About this task:
Give the lines below again exactly, starting with the line that holds "let mut last = Values::new();" and going on through the line that holds "match interp.exec_stmt(&expanded[pc], &env)".

Records shown:
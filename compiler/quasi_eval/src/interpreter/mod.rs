//! Tree-walking interpreter.
//!
//! The interpreter evaluates syntax trees directly: every expression is
//! re-dispatched on its kind each time it runs, and untyped constants are
//! computed with `f64` floats (see [`Precision::Approx`]). The compiling
//! evaluator in [`crate::fast`] shares the value model, the environment and
//! the call machinery defined here.
//!
//! # Top-level evaluation
//!
//! [`Interpreter::eval_ast`] takes a parsed form and, statement by
//! statement, macro-expands then evaluates it in the REPL scope. Expanding
//! lazily lets a `~macro` declaration be used by the statements after it.
//!
//! # Call frames
//!
//! Each function call pushes a [`Frame`] holding its deferred calls and the
//! in-flight panic while those defers run. `recover` looks one frame up from
//! the deferred function that calls it.
//!
//! Submodules:
//! - `expr` - expressions
//! - `stmt` - statements and control flow
//! - `assign` - assignable places, `=`, `:=`, `op=`
//! - `decl` - `var`, `const`, `type`, `import`, `func`, `~macro`
//! - `call` - calls, frames, defers, goroutines
//! - `select` - the `select` statement
//! - `types` - type expressions
//! - `ops` - value-level operations shared with the compiler

pub(crate) mod assign;
mod builder;
pub(crate) mod call;
pub(crate) mod decl;
pub(crate) mod expr;
pub(crate) mod ops;
mod select;
pub(crate) mod stmt;
pub(crate) mod types;

#[cfg(test)]
mod tests;

pub use builder::InterpreterBuilder;

use crate::builtins::Builtin;
use crate::environment::{BindingKind, Environment};
use crate::errors::{ControlAction, EvalError, EvalResult};
use crate::macros::Expander;
use crate::packages::PackageRegistry;
use crate::print_handler::SharedPrintHandler;
use crate::types::{universe_types, FuncType, Type, UntypedKind};
use crate::value::{Constant, FuncImpl, FunctionValue, Precision, Value, Values};
use quasi_ir::{Name, Node, Span, Stmt};
use std::collections::VecDeque;
use std::sync::Arc;

/// Configuration and registries shared by an interpreter, its goroutines
/// and the compiler built on it.
pub(crate) struct Shared {
    pub universe: Environment,
    pub packages: PackageRegistry,
    pub print: SharedPrintHandler,
    pub max_macro_expansions: usize,
    pub max_call_depth: usize,
    pub repl_redefinition: bool,
}

/// A call registered by `defer`, with its arguments already evaluated.
pub(crate) struct Deferred {
    pub func: FunctionValue,
    pub args: Vec<Value>,
    pub spread: bool,
    pub env: Environment,
    pub span: Span,
}

/// One active function call.
pub(crate) struct Frame {
    pub name: Name,
    pub defers: Vec<Deferred>,
    /// Panic unwinding through this frame while its defers run.
    pub panic: Option<Value>,
    /// This call is a deferred call, so `recover` inside it may stop the
    /// caller's panic.
    pub deferred_call: bool,
    /// Number of declared results, used to decide how `return f()` spreads.
    pub result_count: usize,
}

impl Frame {
    fn new(name: Name, result_count: usize, deferred_call: bool) -> Self {
        Frame {
            name,
            defers: Vec::new(),
            panic: None,
            deferred_call,
            result_count,
        }
    }
}

/// Tree-walking interpreter.
///
/// Cheap to clone into a goroutine: the REPL scope and the shared
/// configuration are reference counted, only the call stack is per thread.
pub struct Interpreter {
    pub(crate) globals: Environment,
    pub(crate) shared: Arc<Shared>,
    pub(crate) frames: Vec<Frame>,
    pub(crate) precision: Precision,
    /// Set while a deferred call is being started; consumed by the frame it
    /// pushes.
    pub(crate) next_call_deferred: bool,
}

impl Default for Interpreter {
    fn default() -> Self {
        Interpreter::new()
    }
}

impl Interpreter {
    /// An interpreter with default configuration, writing to stdout.
    pub fn new() -> Self {
        InterpreterBuilder::new().build()
    }

    pub fn builder() -> InterpreterBuilder {
        InterpreterBuilder::new()
    }

    /// The REPL scope that top-level forms evaluate in.
    pub fn globals(&self) -> &Environment {
        &self.globals
    }

    pub fn precision(&self) -> Precision {
        self.precision
    }

    pub fn print_handler(&self) -> &SharedPrintHandler {
        &self.shared.print
    }

    pub fn packages(&self) -> &PackageRegistry {
        &self.shared.packages
    }

    /// Current value of a top-level name.
    pub fn lookup(&self, name: &str) -> Option<Value> {
        self.globals.lookup_binding(Name::intern(name)).map(|b| b.get())
    }

    /// A copy for a new goroutine: same scopes and configuration, empty
    /// call stack.
    pub(crate) fn spawn_clone(&self) -> Interpreter {
        Interpreter {
            globals: self.globals.clone(),
            shared: Arc::clone(&self.shared),
            frames: Vec::new(),
            precision: self.precision,
            next_call_deferred: false,
        }
    }

    /// Macro-expand and evaluate a top-level form.
    ///
    /// Returns the values of the last statement with untyped constants
    /// given their default types. A panic that no deferred call recovered
    /// is reported as `UserPanic`.
    #[tracing::instrument(level = "debug", skip_all)]
    pub fn eval_ast(&mut self, node: Node) -> Result<Values, EvalError> {
        let env = self.globals.clone();
        let mut queue: VecDeque<Stmt> = node.into_stmts().into();
        let mut expander = Expander::new(self.shared.max_macro_expansions);
        let exit = self.run_frame(Name::intern("main"), 0, |interp| {
            // statements are expanded one at a time as execution reaches
            // them; `expanded` keeps them for `goto`
            let mut expanded: Vec<Stmt> = Vec::new();
            let mut pc = 0;
            let mut last = Values::new();
            loop {
                if pc == expanded.len() {
                    match expander.next_stmt(interp, &mut queue, &env)? {
                        Some(stmt) => expanded.push(stmt),
                        None => break,
                    }
                }
                let span = expanded[pc].span;
                match interp.exec_stmt(&expanded[pc], &env) {
                    Ok(values) => {
                        last = values;
                        pc += 1;
                    }
                    Err(ControlAction::Goto(label)) => {
                        pc = loop {
                            if let Some(target) = stmt::find_label(&expanded, label) {
                                break target;
                            }
                            match expander.next_stmt(interp, &mut queue, &env)? {
                                Some(stmt) => expanded.push(stmt),
                                None => return Err(ControlAction::Goto(label)),
                            }
                        };
                    }
                    Err(action) => return Err(action.with_span_if_missing(span)),
                }
            }
            Ok(last)
        });
        top_level_results(exit)
    }

    /// `Eval(x)`: expand and evaluate a syntax value in `env`.
    pub(crate) fn eval_syntax(&mut self, node: Node, env: &Environment) -> EvalResult<Values> {
        let mut expander = Expander::new(self.shared.max_macro_expansions);
        let node = expander.expand(self, node, env)?;
        match node {
            Node::Expr(e) => self.eval_multi(&e, env),
            Node::Stmt(s) => self.exec_stmt(&s, env),
            Node::Block(b) => self.exec_stmts(&b.stmts, env),
        }
    }

    /// Fully expand `node` against the macros visible from the REPL scope.
    pub fn expand(&mut self, node: Node) -> Result<Node, EvalError> {
        let env = self.globals.clone();
        let mut expander = Expander::new(self.shared.max_macro_expansions);
        expander
            .expand(self, node, &env)
            .map_err(ControlAction::into_error)
    }

    /// `MacroExpand` / `MacroExpand1`: rewrite the root of `node` until it
    /// is no longer a macro use (or once), reporting whether anything
    /// changed.
    pub(crate) fn macroexpand(
        &mut self,
        node: Node,
        env: &Environment,
        once: bool,
    ) -> EvalResult<(Node, bool)> {
        let mut expander = Expander::new(self.shared.max_macro_expansions);
        let (mut node, expanded) = expander.expand_root_once(self, node, env)?;
        if expanded && !once {
            loop {
                let (next, again) = expander.expand_root_once(self, node, env)?;
                node = next;
                if !again {
                    break;
                }
            }
        }
        Ok((node, expanded))
    }

    /// `recover()`: the panic of the frame that deferred the current call,
    /// if the current call is a deferred one.
    pub(crate) fn recover_panic(&mut self) -> Value {
        let n = self.frames.len();
        if n < 2 || !self.frames[n - 1].deferred_call {
            return Value::Nil;
        }
        self.frames[n - 2].panic.take().unwrap_or(Value::Nil)
    }

    /// Call a function value from host code.
    pub fn call(&mut self, func: &Value, args: Vec<Value>) -> Result<Values, EvalError> {
        let Value::Func(f) = func else {
            return Err(crate::errors::not_callable(func.describe()));
        };
        let env = self.globals.clone();
        self.call_function(f, args, false, &env)
            .map_err(ControlAction::into_error)
    }
}

/// The values a top-level form yields once its frame has exited, with
/// untyped constants given their default types.
pub(crate) fn top_level_results(exit: EvalResult<call::Exit>) -> Result<Values, EvalError> {
    let values = match exit {
        Ok(call::Exit::Done { values, .. }) => values,
        Ok(call::Exit::Recovered) => Values::new(),
        Err(action) => return Err(action.into_error()),
    };
    values
        .into_iter()
        .map(Value::defaulted)
        .collect::<Result<Values, _>>()
}

/// The universe scope: predeclared types, constants, `nil` and builtins.
pub(crate) fn universe() -> Environment {
    let env = Environment::new();
    let define = |name: &str, kind: BindingKind, ty: Type, value: Value| {
        // names are distinct, so this cannot fail
        let _ = env.define_binding(Name::intern(name), kind, ty, value);
    };
    for (name, ty) in universe_types() {
        define(name, BindingKind::Type, ty.clone(), Value::Type(ty));
    }
    define("any", BindingKind::Type, Type::any(), Value::Type(Type::any()));
    for (name, b) in [("true", true), ("false", false)] {
        define(
            name,
            BindingKind::Const,
            Type::Untyped(UntypedKind::Bool),
            Value::Untyped(Constant::Bool(b)),
        );
    }
    define("nil", BindingKind::Const, Type::Untyped(UntypedKind::Nil), Value::Nil);
    for b in Builtin::ALL {
        let func = FunctionValue::new(Arc::new(FuncType::default()), FuncImpl::Builtin(b));
        define(b.name(), BindingKind::Builtin, Type::Invalid, Value::Func(func));
    }
    env
}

Result of this exercise:
            let mut last = Values::new();
            loop {
                if pc == expanded.len() {
                    match expander.next_stmt(interp, &mut queue, &env)? {
                        Some(stmt) => expanded.push(stmt),
                        None => break,
                    }
                }
                let span = expanded[pc].span;
                match interp.exec_stmt(&expanded[pc], &env) {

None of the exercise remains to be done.